Sunday, 4 May 2014

Experiments with Gouache

Bluebells in Oversley Wood
Acrylic Ink and Gouache on Paper
10cm x 10cm (4" x 4")

Ann Blockley's recently published book - Experimental Landscapes in Watercolour contains a subsection called  "the versatility of gouache".

Gouache contains the same basic ingredients as watercolour paint, but the recipe is changed to make it opaque. In some brands this opacity may be achieved by adding chalk, but Winsor and Newton say
It is widely misunderstood that Gouache is opaque as a result of adding chalk or other such materials. The opaque colours within the Winsor & Newton Designers Gouache range are opaque due to the exceptionally high levels of pigmentation in the formulation.
This opacity allows you to paint light colours on top of dark - which is not possible with transparent watercolours.

I've used gouache before - in the painting of  Smeaton's Pier (see Making Corrections with Gouache) I included some gouache in the background wash to create a slightly misty effect and then used gouache to obscure and alter parts of the picture.

In Bluebells in Oversley Wood, I've used gouache to add details to the acrylic ink wash I posted last weekend (see Experiments with Acrylic Ink).

Rangali Sunset
Watercolour and Gouache on Paper
12cm x 17cm (4.75" x 6.75")

In Rangali Sunset, the majority of the sea and sky is watercolour. The reflection of the setting sun is a strip of pink gouache added to the wash. The sun is a circle of pink gouache added once the sky and sea had dried. The trees are dark watercolours painted over the lighter sky. The beach and huts are gouache painted over the trees.

I could paint a similar painting in pure watercolour, but it would require more careful planning. I would either have to paint the dark trees around the lighter beach and huts or paint the trees and then lift off some of the colour.

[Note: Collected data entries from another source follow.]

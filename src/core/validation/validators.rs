//! Reusable form-field validators
//!
//! Each constructor returns a shareable closure over the raw (optional)
//! string value of one form field. Messages are supplied by the schema,
//! since the wording is field-specific ("Please select a customer.", ...).

use crate::entities::invoice::parse_amount_cents;
use std::sync::Arc;
use uuid::Uuid;
use validator::ValidateEmail;

/// A validator over one form field's raw value.
pub type Validator = Arc<dyn Fn(Option<&str>) -> Result<(), String> + Send + Sync>;

/// Validator: field must be present and non-empty.
pub fn required(message: &str) -> Validator {
    let message = message.to_string();
    Arc::new(move |value: Option<&str>| match value {
        Some(v) if !v.is_empty() => Ok(()),
        _ => Err(message.clone()),
    })
}

/// Validator: field must parse as a UUID.
pub fn uuid(message: &str) -> Validator {
    let message = message.to_string();
    Arc::new(move |value: Option<&str>| {
        match value.map(Uuid::parse_str) {
            Some(Ok(_)) => Ok(()),
            _ => Err(message.clone()),
        }
    })
}

/// Validator: field must coerce from a decimal currency string to a
/// positive number of cents. Rejects missing, non-numeric, and non-positive
/// amounts alike.
pub fn positive_amount(message: &str) -> Validator {
    let message = message.to_string();
    Arc::new(move |value: Option<&str>| {
        match value.and_then(parse_amount_cents) {
            Some(cents) if cents > 0 => Ok(()),
            _ => Err(message.clone()),
        }
    })
}

/// Validator: value must be one of the allowed enumeration values.
pub fn one_of(allowed: &[&str], message: &str) -> Validator {
    let allowed: Vec<String> = allowed.iter().map(|s| s.to_string()).collect();
    let message = message.to_string();
    Arc::new(move |value: Option<&str>| match value {
        Some(v) if allowed.iter().any(|a| a == v) => Ok(()),
        _ => Err(message.clone()),
    })
}

/// Validator: string must be non-empty after trimming.
pub fn non_empty(message: &str) -> Validator {
    let message = message.to_string();
    Arc::new(move |value: Option<&str>| match value {
        Some(v) if !v.trim().is_empty() => Ok(()),
        _ => Err(message.clone()),
    })
}

/// Validator: string must be a syntactically valid email address.
pub fn email(message: &str) -> Validator {
    let message = message.to_string();
    Arc::new(move |value: Option<&str>| match value {
        Some(v) if v.validate_email() => Ok(()),
        _ => Err(message.clone()),
    })
}

#[cfg(test)]
mod tests {
    use super::*;

    // === required() ===

    #[test]
    fn test_required_missing_returns_message() {
        let v = required("Please select a customer.");
        assert_eq!(v(None), Err("Please select a customer.".to_string()));
    }

    #[test]
    fn test_required_empty_returns_message() {
        let v = required("Please select a customer.");
        assert!(v(Some("")).is_err());
    }

    #[test]
    fn test_required_present_returns_ok() {
        let v = required("msg");
        assert!(v(Some("anything")).is_ok());
    }

    // === uuid() ===

    #[test]
    fn test_uuid_valid() {
        let v = uuid("Please select a customer.");
        assert!(v(Some("3958dc9e-712f-4377-85e9-fec4b6a6442a")).is_ok());
    }

    #[test]
    fn test_uuid_invalid() {
        let v = uuid("Please select a customer.");
        assert!(v(Some("not-a-uuid")).is_err());
        assert!(v(None).is_err());
    }

    // === positive_amount() ===

    #[test]
    fn test_positive_amount_decimal_ok() {
        let v = positive_amount("Please enter an amount greater than $0.");
        assert!(v(Some("49.99")).is_ok());
        assert!(v(Some("1")).is_ok());
    }

    #[test]
    fn test_positive_amount_zero_rejected() {
        let v = positive_amount("msg");
        assert!(v(Some("0")).is_err());
        assert!(v(Some("0.00")).is_err());
    }

    #[test]
    fn test_positive_amount_negative_rejected() {
        let v = positive_amount("msg");
        assert!(v(Some("-5")).is_err());
        assert!(v(Some("-0.01")).is_err());
    }

    #[test]
    fn test_positive_amount_non_numeric_rejected() {
        let v = positive_amount("msg");
        assert!(v(Some("abc")).is_err());
        assert!(v(Some("")).is_err());
        assert!(v(None).is_err());
    }

    // === one_of() ===

    #[test]
    fn test_one_of_allowed_value() {
        let v = one_of(&["pending", "paid"], "Please select an invoice status.");
        assert!(v(Some("pending")).is_ok());
        assert!(v(Some("paid")).is_ok());
    }

    #[test]
    fn test_one_of_outside_enumeration() {
        let v = one_of(&["pending", "paid"], "Please select an invoice status.");
        assert_eq!(
            v(Some("overdue")),
            Err("Please select an invoice status.".to_string())
        );
        assert!(v(None).is_err());
    }

    // === non_empty() ===

    #[test]
    fn test_non_empty_whitespace_only_rejected() {
        let v = non_empty("Please enter a name.");
        assert!(v(Some("   ")).is_err());
        assert!(v(None).is_err());
    }

    #[test]
    fn test_non_empty_trimmed_value_ok() {
        let v = non_empty("msg");
        assert!(v(Some("  Acme  ")).is_ok());
    }

    // === email() ===

    #[test]
    fn test_email_valid_syntax() {
        let v = email("Please enter a valid email address.");
        assert!(v(Some("a@x.com")).is_ok());
    }

    #[test]
    fn test_email_invalid_syntax() {
        let v = email("Please enter a valid email address.");
        assert!(v(Some("not-an-email")).is_err());
        assert!(v(Some("")).is_err());
        assert!(v(None).is_err());
    }
}
//! Authentication delegation
//!
//! This layer never verifies credentials itself; it forwards them to an
//! [`AuthProvider`] and maps the provider's typed errors to user-facing
//! outcomes in the sign-in action.

use crate::core::error::AuthError;
use crate::core::form::FormData;
use async_trait::async_trait;
use std::collections::HashMap;

/// Credential fields submitted through the login form.
#[derive(Debug, Clone, PartialEq, Eq)]
pub struct Credentials {
    pub email: String,
    pub password: String,
}

impl Credentials {
    /// Build credentials from submitted fields. Missing fields become empty
    /// strings; the provider rejects them like any other bad credential.
    pub fn from_form(form: &FormData) -> Self {
        Self {
            email: form.get("email").unwrap_or_default().to_string(),
            password: form.get("password").unwrap_or_default().to_string(),
        }
    }
}

/// External authentication subsystem.
#[async_trait]
pub trait AuthProvider: Send + Sync {
    /// Attempt to sign in with the given credentials.
    async fn sign_in(&self, credentials: &Credentials) -> Result<(), AuthError>;
}

/// Fixed-credential provider for development and tests.
#[derive(Clone, Default)]
pub struct StaticAuthProvider {
    users: HashMap<String, String>,
}

impl StaticAuthProvider {
    pub fn new() -> Self {
        Self::default()
    }

    /// Register an accepted email/password pair.
    pub fn with_user(mut self, email: impl Into<String>, password: impl Into<String>) -> Self {
        self.users.insert(email.into(), password.into());
        self
    }
}

#[async_trait]
impl AuthProvider for StaticAuthProvider {
    async fn sign_in(&self, credentials: &Credentials) -> Result<(), AuthError> {
        match self.users.get(&credentials.email) {
            Some(password) if *password == credentials.password => Ok(()),
            _ => Err(AuthError::InvalidCredentials),
        }
    }
}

The experiments on this post are the only drawing and painting I've done this week because I've been trying to rest my hands and arms. The severity of the RSI (repetitive strain injury) symptoms has reduced and I am planning to start drawing again on Tuesday. The improvement seems primarily due to physiotherapy, but rest and anti-inflammatory medicines are playing their part.